## Entries provided
◇ ◇ ◇ ◇ ◇
//! Per-scan view of a filesystem entry.
//!
//! A `CandidateFile` is built fresh from metadata on every scan pass and
//! discarded afterwards; nothing in it is cached across scans.

use chrono::{DateTime, TimeZone, Utc};
use serde::{Deserialize, Serialize};
use std::path::{Path, PathBuf};
use std::time::SystemTime;

/// Snapshot of a single file as observed by one scan pass.
#[derive(Debug, Clone, Serialize, Deserialize)]
#[serde(rename_all = "camelCase")]
pub struct CandidateFile {
    /// Absolute path of the file
    pub path: PathBuf,
    /// File name component
    pub file_name: String,
    /// Extension, lowercased, without the dot; `None` when the name has none
    pub extension: Option<String>,
    /// Size in bytes
    pub size: u64,
    /// Creation timestamp, when the filesystem reports one
    pub created: Option<DateTime<Utc>>,
    /// Last-modified timestamp
    pub modified: Option<DateTime<Utc>>,
    /// Last-accessed timestamp
    pub accessed: Option<DateTime<Utc>>,
}

impl CandidateFile {
    /// Build a candidate from a path by reading its metadata.
    ///
    /// Directories are not candidates; callers filter them out during
    /// enumeration. Timestamp fields the filesystem cannot provide are left
    /// as `None` rather than failing the whole candidate.
    pub fn from_path(path: &Path) -> std::io::Result<Self> {
        let metadata = std::fs::metadata(path)?;

        let file_name = path
            .file_name()
            .map(|n| n.to_string_lossy().to_string())
            .unwrap_or_default();

        let extension = path
            .extension()
            .map(|e| e.to_string_lossy().to_lowercase());

        Ok(Self {
            path: path.to_path_buf(),
            file_name,
            extension,
            size: metadata.len(),
            created: metadata.created().ok().map(system_time_to_utc),
            modified: metadata.modified().ok().map(system_time_to_utc),
            accessed: metadata.accessed().ok().map(system_time_to_utc),
        })
    }
}

/// Convert a `SystemTime` to a UTC timestamp, tolerating pre-epoch times.
fn system_time_to_utc(t: SystemTime) -> DateTime<Utc> {
    match t.duration_since(std::time::UNIX_EPOCH) {
        Ok(d) => Utc
            .timestamp_opt(d.as_secs() as i64, d.subsec_nanos())
            .single()
            .unwrap_or_else(Utc::now),
        Err(e) => {
            let back = e.duration();
            Utc.timestamp_opt(-(back.as_secs() as i64), 0)
                .single()
                .unwrap_or_else(Utc::now)
        }
    }
}

#[cfg(test)]
mod tests {
    use super::*;
    use std::fs;
    use tempfile::TempDir;

    #[test]
    fn test_candidate_from_path() {
        let temp = TempDir::new().unwrap();
        let file = temp.path().join("Report.PDF");
        fs::write(&file, b"hello").unwrap();

        let candidate = CandidateFile::from_path(&file).unwrap();
        assert_eq!(candidate.file_name, "Report.PDF");
        assert_eq!(candidate.extension.as_deref(), Some("pdf"));
        assert_eq!(candidate.size, 5);
        assert!(candidate.modified.is_some());
    }

    #[test]
    fn test_backdated_mtime_is_reported() {
        let temp = TempDir::new().unwrap();
        let file = temp.path().join("archive.log");
        fs::write(&file, b"old news").unwrap();

        let three_hours_ago = Utc::now() - chrono::Duration::hours(3);
        filetime::set_file_mtime(
            &file,
            filetime::FileTime::from_unix_time(three_hours_ago.timestamp(), 0),
        )
        .unwrap();

        let candidate = CandidateFile::from_path(&file).unwrap();
        let modified = candidate.modified.unwrap();
        assert!((modified - three_hours_ago).num_seconds().abs() <= 1);
    }

    #[test]
    fn test_candidate_without_extension() {
        let temp = TempDir::new().unwrap();
        let file = temp.path().join("Makefile");
        fs::write(&file, b"all:").unwrap();

        let candidate = CandidateFile::from_path(&file).unwrap();
        assert_eq!(candidate.extension, None);
    }
}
◇ ◇ ◇ ◇ ◇
When you write out the listing, keep every line exactly as it is above.

## Problem solution
//! Per-scan view of a filesystem entry.
//!
//! A `CandidateFile` is built fresh from metadata on every scan pass and
//! discarded afterwards; nothing in it is cached across scans.

use chrono::{DateTime, TimeZone, Utc};
use serde::{Deserialize, Serialize};
use std::path::{Path, PathBuf};
use std::time::SystemTime;

/// Snapshot of a single file as observed by one scan pass.
#[derive(Debug, Clone, Serialize, Deserialize)]
#[serde(rename_all = "camelCase")]
pub struct CandidateFile {
    /// Absolute path of the file
    pub path: PathBuf,
    /// File name component
    pub file_name: String,
    /// Extension, lowercased, without the dot; `None` when the name has none
    pub extension: Option<String>,
    /// Size in bytes
    pub size: u64,
    /// Creation timestamp, when the filesystem reports one
    pub created: Option<DateTime<Utc>>,
    /// Last-modified timestamp
    pub modified: Option<DateTime<Utc>>,
    /// Last-accessed timestamp
    pub accessed: Option<DateTime<Utc>>,
}

impl CandidateFile {
    /// Build a candidate from a path by reading its metadata.
    ///
    /// Directories are not candidates; callers filter them out during
    /// enumeration. Timestamp fields the filesystem cannot provide are left
    /// as `None` rather than failing the whole candidate.
    pub fn from_path(path: &Path) -> std::io::Result<Self> {
        let metadata = std::fs::metadata(path)?;

        let file_name = path
            .file_name()
            .map(|n| n.to_string_lossy().to_string())
            .unwrap_or_default();

        let extension = path
            .extension()
            .map(|e| e.to_string_lossy().to_lowercase());

        Ok(Self {
            path: path.to_path_buf(),
            file_name,
            extension,
            size: metadata.len(),
            created: metadata.created().ok().map(system_time_to_utc),
            modified: metadata.modified().ok().map(system_time_to_utc),
            accessed: metadata.accessed().ok().map(system_time_to_utc),
        })
    }
}

/// Convert a `SystemTime` to a UTC timestamp, tolerating pre-epoch times.
fn system_time_to_utc(t: SystemTime) -> DateTime<Utc> {
    match t.duration_since(std::time::UNIX_EPOCH) {
        Ok(d) => Utc
            .timestamp_opt(d.as_secs() as i64, d.subsec_nanos())
            .single()
            .unwrap_or_else(Utc::now),
        Err(e) => {
            let back = e.duration();
            Utc.timestamp_opt(-(back.as_secs() as i64), 0)
                .single()
                .unwrap_or_else(Utc::now)
        }
    }
}

#[cfg(test)]
mod tests {
    use super::*;
    use std::fs;
    use tempfile::TempDir;

    #[test]
    fn test_candidate_from_path() {
        let temp = TempDir::new().unwrap();
        let file = temp.path().join("Report.PDF");
        fs::write(&file, b"hello").unwrap();

        let candidate = CandidateFile::from_path(&file).unwrap();
        assert_eq!(candidate.file_name, "Report.PDF");
        assert_eq!(candidate.extension.as_deref(), Some("pdf"));
        assert_eq!(candidate.size, 5);
        assert!(candidate.modified.is_some());
    }

    #[test]
    fn test_backdated_mtime_is_reported() {
        let temp = TempDir::new().unwrap();
        let file = temp.path().join("archive.log");
        fs::write(&file, b"old news").unwrap();

        let three_hours_ago = Utc::now() - chrono::Duration::hours(3);
        filetime::set_file_mtime(
            &file,
            filetime::FileTime::from_unix_time(three_hours_ago.timestamp(), 0),
        )
        .unwrap();

        let candidate = CandidateFile::from_path(&file).unwrap();
        let modified = candidate.modified.unwrap();
        assert!((modified - three_hours_ago).num_seconds().abs() <= 1);
    }

    #[test]
    fn test_candidate_without_extension() {
        let temp = TempDir::new().unwrap();
        let file = temp.path().join("Makefile");
        fs::write(&file, b"all:").unwrap();

        let candidate = CandidateFile::from_path(&file).unwrap();
        assert_eq!(candidate.extension, None);
    }
}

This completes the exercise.